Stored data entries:
=== Begin Enclosure ===

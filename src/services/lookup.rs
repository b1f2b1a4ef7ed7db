//! Subtitle lookup entry point
//!
//! Records the lookup in the history, hands resolution to the background
//! worker and answers from the subtitle store. Nothing here waits on a
//! metadata provider.

use tracing::debug;

use super::recency_log::RecencyLog;
use super::resolution_worker::{ResolutionJob, ResolutionQueue};
use super::subtitle_store::SubtitleStore;
use crate::models::{MediaIdentifier, MediaKind, RecencyLogEntry, SubtitleDescriptor};
use crate::utils::trim_base_url;

#[derive(Clone)]
pub struct LookupCoordinator {
    history: RecencyLog,
    subtitles: SubtitleStore,
    queue: ResolutionQueue,
    base_url: String,
}

impl LookupCoordinator {
    pub fn new(
        history: RecencyLog,
        subtitles: SubtitleStore,
        queue: ResolutionQueue,
        base_url: &str,
    ) -> Self {
        Self {
            history,
            subtitles,
            queue,
            base_url: trim_base_url(base_url),
        }
    }

    pub async fn handle_lookup(
        &self,
        media_kind: MediaKind,
        identifier: &MediaIdentifier,
    ) -> Vec<SubtitleDescriptor> {
        let created = self.history.upsert_provisional(identifier, media_kind).await;

        // A provisional entry without a tracked job lost its job to a full queue
        let retry = !created
            && self.history.needs_resolution(identifier).await
            && !self.queue.is_tracked(identifier).await;

        if created || retry {
            self.queue
                .enqueue(ResolutionJob {
                    identifier: identifier.clone(),
                    media_kind,
                })
                .await;
        }

        let descriptors: Vec<SubtitleDescriptor> = self
            .subtitles
            .find_by_identifier(identifier)
            .await
            .iter()
            .map(|record| record.descriptor(&self.base_url))
            .collect();

        debug!(
            "Lookup {} {}: {} subtitles",
            media_kind,
            identifier,
            descriptors.len()
        );
        descriptors
    }

    pub async fn history(&self) -> Vec<RecencyLogEntry> {
        self.history.list().await
    }

    pub fn history_log(&self) -> &RecencyLog {
        &self.history
    }

    pub fn subtitles(&self) -> &SubtitleStore {
        &self.subtitles
    }

    pub fn queue(&self) -> &ResolutionQueue {
        &self.queue
    }

    pub fn base_url(&self) -> &str {
        &self.base_url
    }
}
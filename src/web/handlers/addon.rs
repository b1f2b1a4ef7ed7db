//! Addon protocol endpoints
//!
//! Media-center clients fetch the manifest once, then call the subtitle
//! route for every title they play. Both answer in the addon wire shape.

use axum::{
    extract::{Path, State},
    Json,
};
use serde::{Deserialize, Serialize};
use tracing::debug;

use crate::models::{MediaIdentifier, MediaKind, SubtitleDescriptor, ANIME_NAMESPACE};
use crate::web::AppState;

/// Addon manifest
#[derive(Debug, Clone, Serialize, Deserialize)]
#[serde(rename_all = "camelCase")]
pub struct AddonManifest {
    pub id: String,
    pub version: String,
    pub name: String,
    pub description: String,
    pub resources: Vec<String>,
    pub types: Vec<MediaKind>,
    pub id_prefixes: Vec<String>,
    pub catalogs: Vec<serde_json::Value>,
}

#[derive(Debug, Clone, Serialize, Deserialize)]
pub struct SubtitlesResponse {
    pub subtitles: Vec<SubtitleDescriptor>,
}

pub async fn manifest(State(state): State<AppState>) -> Json<AddonManifest> {
    let addon = &state.config.addon;
    Json(AddonManifest {
        id: addon.id.clone(),
        version: env!("CARGO_PKG_VERSION").to_string(),
        name: addon.name.clone(),
        description: addon.description.clone(),
        resources: vec!["subtitles".to_string()],
        types: vec![MediaKind::Movie, MediaKind::Series, MediaKind::Anime],
        id_prefixes: vec!["tt".to_string(), ANIME_NAMESPACE.to_string()],
        catalogs: Vec::new(),
    })
}

/// `GET /subtitles/:media_type/:id.json`
pub async fn subtitles(
    State(state): State<AppState>,
    Path((media_type, id)): Path<(String, String)>,
) -> Json<SubtitlesResponse> {
    lookup(&state, &media_type, &id).await
}

/// `GET /subtitles/:media_type/:id/:extra.json`; the extra segment carries
/// client hints that do not affect the answer
pub async fn subtitles_with_extra(
    State(state): State<AppState>,
    Path((media_type, id, _extra)): Path<(String, String, String)>,
) -> Json<SubtitlesResponse> {
    lookup(&state, &media_type, &id).await
}

async fn lookup(state: &AppState, media_type: &str, id: &str) -> Json<SubtitlesResponse> {
    let raw = id.strip_suffix(".json").unwrap_or(id);
    let identifier = MediaIdentifier::parse(raw);

    let media_kind = match media_type.parse::<MediaKind>() {
        Ok(kind) if !identifier.is_empty() => kind,
        _ => {
            debug!("Ignoring subtitle request for {}/{}", media_type, raw);
            return Json(SubtitlesResponse {
                subtitles: Vec::new(),
            });
        }
    };

    let subtitles = state.coordinator.handle_lookup(media_kind, &identifier).await;
    Json(SubtitlesResponse { subtitles })
}
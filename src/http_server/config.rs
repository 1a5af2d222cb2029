//! HTTP Server Configuration
//!
//! Host, port, file route prefix, CORS and not-found behavior.

use serde::{Deserialize, Serialize};

/// Status returned when `GET` finds no file at a path
#[derive(Debug, Clone, Copy, PartialEq, Eq, Default, Serialize, Deserialize)]
#[serde(rename_all = "snake_case")]
pub enum NotFoundStatus {
    /// 404 Not Found
    #[default]
    NotFound,
    /// 200 OK with the not-found message, for clients of the legacy service
    Ok,
}

/// HTTP server configuration
#[derive(Debug, Clone, Serialize, Deserialize)]
pub struct HttpServerConfig {
    /// Host to bind to (default: "0.0.0.0")
    #[serde(default = "default_host")]
    pub host: String,

    /// Port to bind to (default: 4567)
    #[serde(default = "default_port")]
    pub port: u16,

    /// First path segment of file routes (default: "fs")
    #[serde(default = "default_fs_prefix")]
    pub fs_prefix: String,

    /// CORS allowed origins; empty allows any origin
    #[serde(default)]
    pub cors_origins: Vec<String>,

    #[serde(default)]
    pub not_found_status: NotFoundStatus,
}

fn default_host() -> String {
    "0.0.0.0".to_string()
}

fn default_port() -> u16 {
    4567
}

fn default_fs_prefix() -> String {
    "fs".to_string()
}

impl Default for HttpServerConfig {
    fn default() -> Self {
        Self {
            host: default_host(),
            port: default_port(),
            fs_prefix: default_fs_prefix(),
            cors_origins: Vec::new(),
            not_found_status: NotFoundStatus::default(),
        }
    }
}

impl HttpServerConfig {
    /// Create a new config with specified port
    pub fn with_port(port: u16) -> Self {
        Self {
            port,
            ..Default::default()
        }
    }

    /// Get the socket address string
    pub fn socket_addr(&self) -> String {
        format!("{}:{}", self.host, self.port)
    }

    /// Route prefix for file operations, e.g. `/fs`
    pub fn fs_route(&self) -> String {
        format!("/{}", self.fs_prefix)
    }

    /// Check the settings the router depends on
    pub fn validate(&self) -> Result<(), String> {
        if self.port == 0 {
            return Err("port must be > 0".to_string());
        }
        if self.fs_prefix.is_empty() || self.fs_prefix.contains('/') {
            return Err(format!(
                "Invalid fs_prefix: '{}'. Must be a single non-empty path segment.",
                self.fs_prefix
            ));
        }
        Ok(())
    }
}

=== End Enclosure ===

[Activity] Nothing may be omitted or altered; reproduce all of the entries.

[Output for this exercise]
filename src/services/lookup.rs
repository b1f2b1a4ef7ed7db
//! Subtitle lookup entry point
//!
//! Records the lookup in the history, hands resolution to the background
//! worker and answers from the subtitle store. Nothing here waits on a
//! metadata provider.

use tracing::debug;

use super::recency_log::RecencyLog;
use super::resolution_worker::{ResolutionJob, ResolutionQueue};
use super::subtitle_store::SubtitleStore;
use crate::models::{MediaIdentifier, MediaKind, RecencyLogEntry, SubtitleDescriptor};
use crate::utils::trim_base_url;

#[derive(Clone)]
pub struct LookupCoordinator {
    history: RecencyLog,
    subtitles: SubtitleStore,
    queue: ResolutionQueue,
    base_url: String,
}

impl LookupCoordinator {
    pub fn new(
        history: RecencyLog,
        subtitles: SubtitleStore,
        queue: ResolutionQueue,
        base_url: &str,
    ) -> Self {
        Self {
            history,
            subtitles,
            queue,
            base_url: trim_base_url(base_url),
        }
    }

    pub async fn handle_lookup(
        &self,
        media_kind: MediaKind,
        identifier: &MediaIdentifier,
    ) -> Vec<SubtitleDescriptor> {
        let created = self.history.upsert_provisional(identifier, media_kind).await;

        // A provisional entry without a tracked job lost its job to a full queue
        let retry = !created
            && self.history.needs_resolution(identifier).await
            && !self.queue.is_tracked(identifier).await;

        if created || retry {
            self.queue
                .enqueue(ResolutionJob {
                    identifier: identifier.clone(),
                    media_kind,
                })
                .await;
        }

        let descriptors: Vec<SubtitleDescriptor> = self
            .subtitles
            .find_by_identifier(identifier)
            .await
            .iter()
            .map(|record| record.descriptor(&self.base_url))
            .collect();

        debug!(
            "Lookup {} {}: {} subtitles",
            media_kind,
            identifier,
            descriptors.len()
        );
        descriptors
    }

    pub async fn history(&self) -> Vec<RecencyLogEntry> {
        self.history.list().await
    }

    pub fn history_log(&self) -> &RecencyLog {
        &self.history
    }

    pub fn subtitles(&self) -> &SubtitleStore {
        &self.subtitles
    }

    pub fn queue(&self) -> &ResolutionQueue {
        &self.queue
    }

    pub fn base_url(&self) -> &str {
        &self.base_url
    }
}
filename src/web/handlers/addon.rs
repository b1f2b1a4ef7ed7db
//! Addon protocol endpoints
//!
//! Media-center clients fetch the manifest once, then call the subtitle
//! route for every title they play. Both answer in the addon wire shape.

use axum::{
    extract::{Path, State},
    Json,
};
use serde::{Deserialize, Serialize};
use tracing::debug;

use crate::models::{MediaIdentifier, MediaKind, SubtitleDescriptor, ANIME_NAMESPACE};
use crate::web::AppState;

/// Addon manifest
#[derive(Debug, Clone, Serialize, Deserialize)]
#[serde(rename_all = "camelCase")]
pub struct AddonManifest {
    pub id: String,
    pub version: String,
    pub name: String,
    pub description: String,
    pub resources: Vec<String>,
    pub types: Vec<MediaKind>,
    pub id_prefixes: Vec<String>,
    pub catalogs: Vec<serde_json::Value>,
}

#[derive(Debug, Clone, Serialize, Deserialize)]
pub struct SubtitlesResponse {
    pub subtitles: Vec<SubtitleDescriptor>,
}

pub async fn manifest(State(state): State<AppState>) -> Json<AddonManifest> {
    let addon = &state.config.addon;
    Json(AddonManifest {
        id: addon.id.clone(),
        version: env!("CARGO_PKG_VERSION").to_string(),
        name: addon.name.clone(),
        description: addon.description.clone(),
        resources: vec!["subtitles".to_string()],
        types: vec![MediaKind::Movie, MediaKind::Series, MediaKind::Anime],
        id_prefixes: vec!["tt".to_string(), ANIME_NAMESPACE.to_string()],
        catalogs: Vec::new(),
    })
}

/// `GET /subtitles/:media_type/:id.json`
pub async fn subtitles(
    State(state): State<AppState>,
    Path((media_type, id)): Path<(String, String)>,
) -> Json<SubtitlesResponse> {
    lookup(&state, &media_type, &id).await
}

/// `GET /subtitles/:media_type/:id/:extra.json`; the extra segment carries
/// client hints that do not affect the answer
pub async fn subtitles_with_extra(
    State(state): State<AppState>,
    Path((media_type, id, _extra)): Path<(String, String, String)>,
) -> Json<SubtitlesResponse> {
    lookup(&state, &media_type, &id).await
}

async fn lookup(state: &AppState, media_type: &str, id: &str) -> Json<SubtitlesResponse> {
    let raw = id.strip_suffix(".json").unwrap_or(id);
    let identifier = MediaIdentifier::parse(raw);

    let media_kind = match media_type.parse::<MediaKind>() {
        Ok(kind) if !identifier.is_empty() => kind,
        _ => {
            debug!("Ignoring subtitle request for {}/{}", media_type, raw);
            return Json(SubtitlesResponse {
                subtitles: Vec::new(),
            });
        }
    };

    let subtitles = state.coordinator.handle_lookup(media_kind, &identifier).await;
    Json(SubtitlesResponse { subtitles })
}
filename src/http_server/config.rs
repository 1a5af2d222cb2029
//! HTTP Server Configuration
//!
//! Host, port, file route prefix, CORS and not-found behavior.

use serde::{Deserialize, Serialize};

/// Status returned when `GET` finds no file at a path
#[derive(Debug, Clone, Copy, PartialEq, Eq, Default, Serialize, Deserialize)]
#[serde(rename_all = "snake_case")]
pub enum NotFoundStatus {
    /// 404 Not Found
    #[default]
    NotFound,
    /// 200 OK with the not-found message, for clients of the legacy service
    Ok,
}

/// HTTP server configuration
#[derive(Debug, Clone, Serialize, Deserialize)]
pub struct HttpServerConfig {
    /// Host to bind to (default: "0.0.0.0")
    #[serde(default = "default_host")]
    pub host: String,

    /// Port to bind to (default: 4567)
    #[serde(default = "default_port")]
    pub port: u16,

    /// First path segment of file routes (default: "fs")
    #[serde(default = "default_fs_prefix")]
    pub fs_prefix: String,

    /// CORS allowed origins; empty allows any origin
    #[serde(default)]
    pub cors_origins: Vec<String>,

    #[serde(default)]
    pub not_found_status: NotFoundStatus,
}

fn default_host() -> String {
    "0.0.0.0".to_string()
}

fn default_port() -> u16 {
    4567
}

fn default_fs_prefix() -> String {
    "fs".to_string()
}

impl Default for HttpServerConfig {
    fn default() -> Self {
        Self {
            host: default_host(),
            port: default_port(),
            fs_prefix: default_fs_prefix(),
            cors_origins: Vec::new(),
            not_found_status: NotFoundStatus::default(),
        }
    }
}

impl HttpServerConfig {
    /// Create a new config with specified port
    pub fn with_port(port: u16) -> Self {
        Self {
            port,
            ..Default::default()
        }
    }

    /// Get the socket address string
    pub fn socket_addr(&self) -> String {
        format!("{}:{}", self.host, self.port)
    }

    /// Route prefix for file operations, e.g. `/fs`
    pub fn fs_route(&self) -> String {
        format!("/{}", self.fs_prefix)
    }

    /// Check the settings the router depends on
    pub fn validate(&self) -> Result<(), String> {
        if self.port == 0 {
            return Err("port must be > 0".to_string());
        }
        if self.fs_prefix.is_empty() || self.fs_prefix.contains('/') {
            return Err(format!(
                "Invalid fs_prefix: '{}'. Must be a single non-empty path segment.",
                self.fs_prefix
            ));
        }
        Ok(())
    }
}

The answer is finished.